YOUR OBJECTIVE
Filter these entries, keeping only lines that hold the word "random".

== EXTRACTED ENTRIES

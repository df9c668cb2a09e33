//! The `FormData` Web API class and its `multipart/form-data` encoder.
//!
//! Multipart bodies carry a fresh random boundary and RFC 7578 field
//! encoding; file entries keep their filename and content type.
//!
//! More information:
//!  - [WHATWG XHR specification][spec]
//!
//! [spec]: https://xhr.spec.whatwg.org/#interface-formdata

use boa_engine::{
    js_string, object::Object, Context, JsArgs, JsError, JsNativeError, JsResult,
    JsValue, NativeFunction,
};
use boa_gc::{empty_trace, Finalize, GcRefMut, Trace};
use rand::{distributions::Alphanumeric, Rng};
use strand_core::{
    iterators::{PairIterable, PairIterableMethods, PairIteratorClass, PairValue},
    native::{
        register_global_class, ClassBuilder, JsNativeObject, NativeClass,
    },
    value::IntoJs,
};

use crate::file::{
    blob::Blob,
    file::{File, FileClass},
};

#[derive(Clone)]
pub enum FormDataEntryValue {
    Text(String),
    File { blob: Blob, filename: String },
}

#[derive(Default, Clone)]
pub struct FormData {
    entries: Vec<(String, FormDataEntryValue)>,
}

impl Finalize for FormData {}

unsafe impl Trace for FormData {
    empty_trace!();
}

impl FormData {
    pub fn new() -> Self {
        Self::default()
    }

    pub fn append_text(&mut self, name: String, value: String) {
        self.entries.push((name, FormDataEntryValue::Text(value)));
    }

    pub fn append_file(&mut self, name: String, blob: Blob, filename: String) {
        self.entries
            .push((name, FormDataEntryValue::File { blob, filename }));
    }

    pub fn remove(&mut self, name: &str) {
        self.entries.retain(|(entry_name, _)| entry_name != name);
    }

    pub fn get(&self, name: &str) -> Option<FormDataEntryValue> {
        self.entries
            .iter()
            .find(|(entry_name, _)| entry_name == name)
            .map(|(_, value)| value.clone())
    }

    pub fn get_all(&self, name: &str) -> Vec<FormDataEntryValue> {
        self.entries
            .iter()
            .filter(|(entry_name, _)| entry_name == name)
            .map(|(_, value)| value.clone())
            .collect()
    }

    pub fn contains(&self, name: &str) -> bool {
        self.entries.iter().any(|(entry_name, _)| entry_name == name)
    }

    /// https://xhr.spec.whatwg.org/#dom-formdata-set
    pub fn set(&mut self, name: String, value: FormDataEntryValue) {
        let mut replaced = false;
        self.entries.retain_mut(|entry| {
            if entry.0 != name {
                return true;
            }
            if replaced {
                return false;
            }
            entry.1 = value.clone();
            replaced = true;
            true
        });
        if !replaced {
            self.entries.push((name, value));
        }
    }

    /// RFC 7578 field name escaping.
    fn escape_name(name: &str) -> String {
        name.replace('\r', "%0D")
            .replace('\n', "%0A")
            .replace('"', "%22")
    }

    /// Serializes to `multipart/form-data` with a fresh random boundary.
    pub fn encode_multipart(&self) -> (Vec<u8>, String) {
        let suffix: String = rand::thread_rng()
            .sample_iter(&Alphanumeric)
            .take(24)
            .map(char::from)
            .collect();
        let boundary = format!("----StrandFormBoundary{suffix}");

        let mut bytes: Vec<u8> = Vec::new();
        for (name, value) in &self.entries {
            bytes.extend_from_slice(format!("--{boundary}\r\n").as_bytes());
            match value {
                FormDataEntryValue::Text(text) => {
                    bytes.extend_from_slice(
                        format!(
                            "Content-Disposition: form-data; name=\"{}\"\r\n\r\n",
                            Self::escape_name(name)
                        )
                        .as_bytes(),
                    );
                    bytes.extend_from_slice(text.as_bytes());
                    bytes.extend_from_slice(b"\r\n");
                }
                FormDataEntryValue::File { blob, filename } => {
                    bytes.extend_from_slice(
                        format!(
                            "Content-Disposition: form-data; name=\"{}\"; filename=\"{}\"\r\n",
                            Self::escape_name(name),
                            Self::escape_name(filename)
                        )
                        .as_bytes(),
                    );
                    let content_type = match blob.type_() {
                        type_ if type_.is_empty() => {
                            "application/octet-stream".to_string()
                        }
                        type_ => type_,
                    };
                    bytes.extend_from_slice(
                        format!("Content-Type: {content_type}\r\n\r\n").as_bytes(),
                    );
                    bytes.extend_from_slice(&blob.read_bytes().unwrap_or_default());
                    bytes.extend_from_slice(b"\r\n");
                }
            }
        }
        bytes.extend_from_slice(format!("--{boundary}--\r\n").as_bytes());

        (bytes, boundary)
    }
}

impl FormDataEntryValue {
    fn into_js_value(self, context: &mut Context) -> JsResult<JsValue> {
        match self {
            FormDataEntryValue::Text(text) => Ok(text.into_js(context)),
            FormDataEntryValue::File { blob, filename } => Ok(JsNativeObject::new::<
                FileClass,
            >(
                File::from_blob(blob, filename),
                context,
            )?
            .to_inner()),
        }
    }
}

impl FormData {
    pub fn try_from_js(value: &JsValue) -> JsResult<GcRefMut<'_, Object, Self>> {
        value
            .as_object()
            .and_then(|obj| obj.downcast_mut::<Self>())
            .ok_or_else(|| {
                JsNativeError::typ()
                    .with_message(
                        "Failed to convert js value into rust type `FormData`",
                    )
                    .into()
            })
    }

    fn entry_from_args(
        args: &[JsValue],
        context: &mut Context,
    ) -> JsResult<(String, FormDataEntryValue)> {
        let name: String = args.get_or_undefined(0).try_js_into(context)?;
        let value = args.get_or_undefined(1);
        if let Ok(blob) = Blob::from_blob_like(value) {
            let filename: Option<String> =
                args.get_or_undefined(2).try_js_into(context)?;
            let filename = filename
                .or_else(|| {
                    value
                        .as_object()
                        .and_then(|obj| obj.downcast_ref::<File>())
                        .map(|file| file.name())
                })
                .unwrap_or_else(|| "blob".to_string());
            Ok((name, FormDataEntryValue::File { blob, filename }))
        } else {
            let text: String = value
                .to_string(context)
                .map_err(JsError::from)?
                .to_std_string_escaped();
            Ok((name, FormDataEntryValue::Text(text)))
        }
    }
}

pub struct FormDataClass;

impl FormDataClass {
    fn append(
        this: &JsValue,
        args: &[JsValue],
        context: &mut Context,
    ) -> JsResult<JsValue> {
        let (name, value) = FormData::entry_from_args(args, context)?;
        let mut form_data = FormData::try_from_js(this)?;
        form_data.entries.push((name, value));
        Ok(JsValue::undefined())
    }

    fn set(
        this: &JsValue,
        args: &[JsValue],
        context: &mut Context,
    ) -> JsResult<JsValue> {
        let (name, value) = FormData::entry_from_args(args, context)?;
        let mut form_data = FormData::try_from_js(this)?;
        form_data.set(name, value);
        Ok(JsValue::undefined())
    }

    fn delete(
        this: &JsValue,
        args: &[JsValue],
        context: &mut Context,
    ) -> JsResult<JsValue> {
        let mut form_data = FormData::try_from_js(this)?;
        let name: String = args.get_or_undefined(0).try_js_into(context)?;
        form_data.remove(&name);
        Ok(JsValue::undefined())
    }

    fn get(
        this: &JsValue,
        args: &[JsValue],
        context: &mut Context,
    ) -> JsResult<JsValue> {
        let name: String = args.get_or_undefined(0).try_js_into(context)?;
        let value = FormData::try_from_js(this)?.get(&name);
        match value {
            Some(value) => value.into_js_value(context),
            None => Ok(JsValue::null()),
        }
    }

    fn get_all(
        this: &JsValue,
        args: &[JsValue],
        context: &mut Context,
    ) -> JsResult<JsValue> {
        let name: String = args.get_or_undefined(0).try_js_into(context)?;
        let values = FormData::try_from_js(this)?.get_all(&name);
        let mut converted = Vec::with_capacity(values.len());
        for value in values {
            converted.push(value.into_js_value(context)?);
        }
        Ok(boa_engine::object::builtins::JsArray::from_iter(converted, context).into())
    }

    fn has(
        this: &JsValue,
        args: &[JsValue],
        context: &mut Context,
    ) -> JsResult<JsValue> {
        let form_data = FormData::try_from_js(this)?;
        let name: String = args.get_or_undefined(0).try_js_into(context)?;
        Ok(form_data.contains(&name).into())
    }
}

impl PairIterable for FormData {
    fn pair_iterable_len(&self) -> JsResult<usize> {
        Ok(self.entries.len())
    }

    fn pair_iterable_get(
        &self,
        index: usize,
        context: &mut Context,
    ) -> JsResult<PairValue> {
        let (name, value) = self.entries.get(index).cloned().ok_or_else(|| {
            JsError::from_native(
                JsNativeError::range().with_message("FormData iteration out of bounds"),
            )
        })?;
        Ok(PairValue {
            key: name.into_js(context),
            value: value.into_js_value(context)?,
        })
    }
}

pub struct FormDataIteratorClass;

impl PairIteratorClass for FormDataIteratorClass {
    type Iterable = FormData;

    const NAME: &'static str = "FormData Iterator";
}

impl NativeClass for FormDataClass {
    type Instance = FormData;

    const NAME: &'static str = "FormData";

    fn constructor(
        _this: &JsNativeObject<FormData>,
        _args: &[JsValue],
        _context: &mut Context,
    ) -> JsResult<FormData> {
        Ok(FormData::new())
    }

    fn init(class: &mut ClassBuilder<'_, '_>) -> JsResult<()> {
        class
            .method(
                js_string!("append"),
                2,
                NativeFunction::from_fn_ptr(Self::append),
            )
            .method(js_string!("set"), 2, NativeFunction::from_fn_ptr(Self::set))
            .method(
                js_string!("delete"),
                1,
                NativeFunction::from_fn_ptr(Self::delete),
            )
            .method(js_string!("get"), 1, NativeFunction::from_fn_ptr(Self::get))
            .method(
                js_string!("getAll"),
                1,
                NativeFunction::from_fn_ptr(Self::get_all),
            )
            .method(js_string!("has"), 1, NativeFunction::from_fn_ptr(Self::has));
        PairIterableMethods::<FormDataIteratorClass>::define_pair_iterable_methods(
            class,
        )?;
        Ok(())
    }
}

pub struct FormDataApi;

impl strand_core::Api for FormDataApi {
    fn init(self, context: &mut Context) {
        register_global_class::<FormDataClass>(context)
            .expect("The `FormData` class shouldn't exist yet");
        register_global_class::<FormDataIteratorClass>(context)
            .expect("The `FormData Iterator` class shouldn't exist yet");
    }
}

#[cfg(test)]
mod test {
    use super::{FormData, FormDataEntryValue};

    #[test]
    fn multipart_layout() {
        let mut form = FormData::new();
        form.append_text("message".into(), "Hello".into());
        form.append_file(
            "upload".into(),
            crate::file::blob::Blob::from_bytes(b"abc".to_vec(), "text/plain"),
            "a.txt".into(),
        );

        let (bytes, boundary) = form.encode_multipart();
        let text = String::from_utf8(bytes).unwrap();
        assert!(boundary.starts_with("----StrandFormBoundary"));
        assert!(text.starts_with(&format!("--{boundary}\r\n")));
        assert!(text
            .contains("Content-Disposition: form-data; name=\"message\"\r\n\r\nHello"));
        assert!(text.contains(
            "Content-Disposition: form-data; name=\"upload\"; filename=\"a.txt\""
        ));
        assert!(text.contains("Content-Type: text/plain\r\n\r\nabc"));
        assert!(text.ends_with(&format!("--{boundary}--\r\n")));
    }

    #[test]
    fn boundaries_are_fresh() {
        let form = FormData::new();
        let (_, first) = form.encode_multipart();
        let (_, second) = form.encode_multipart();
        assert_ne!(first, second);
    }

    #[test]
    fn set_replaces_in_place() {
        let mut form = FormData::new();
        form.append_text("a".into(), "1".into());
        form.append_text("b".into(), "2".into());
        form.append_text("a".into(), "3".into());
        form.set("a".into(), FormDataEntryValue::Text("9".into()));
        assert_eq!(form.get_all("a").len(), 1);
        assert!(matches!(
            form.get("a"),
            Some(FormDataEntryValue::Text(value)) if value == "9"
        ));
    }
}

====

ANSWER BOX
//! Multipart bodies carry a fresh random boundary and RFC 7578 field
    /// Serializes to `multipart/form-data` with a fresh random boundary.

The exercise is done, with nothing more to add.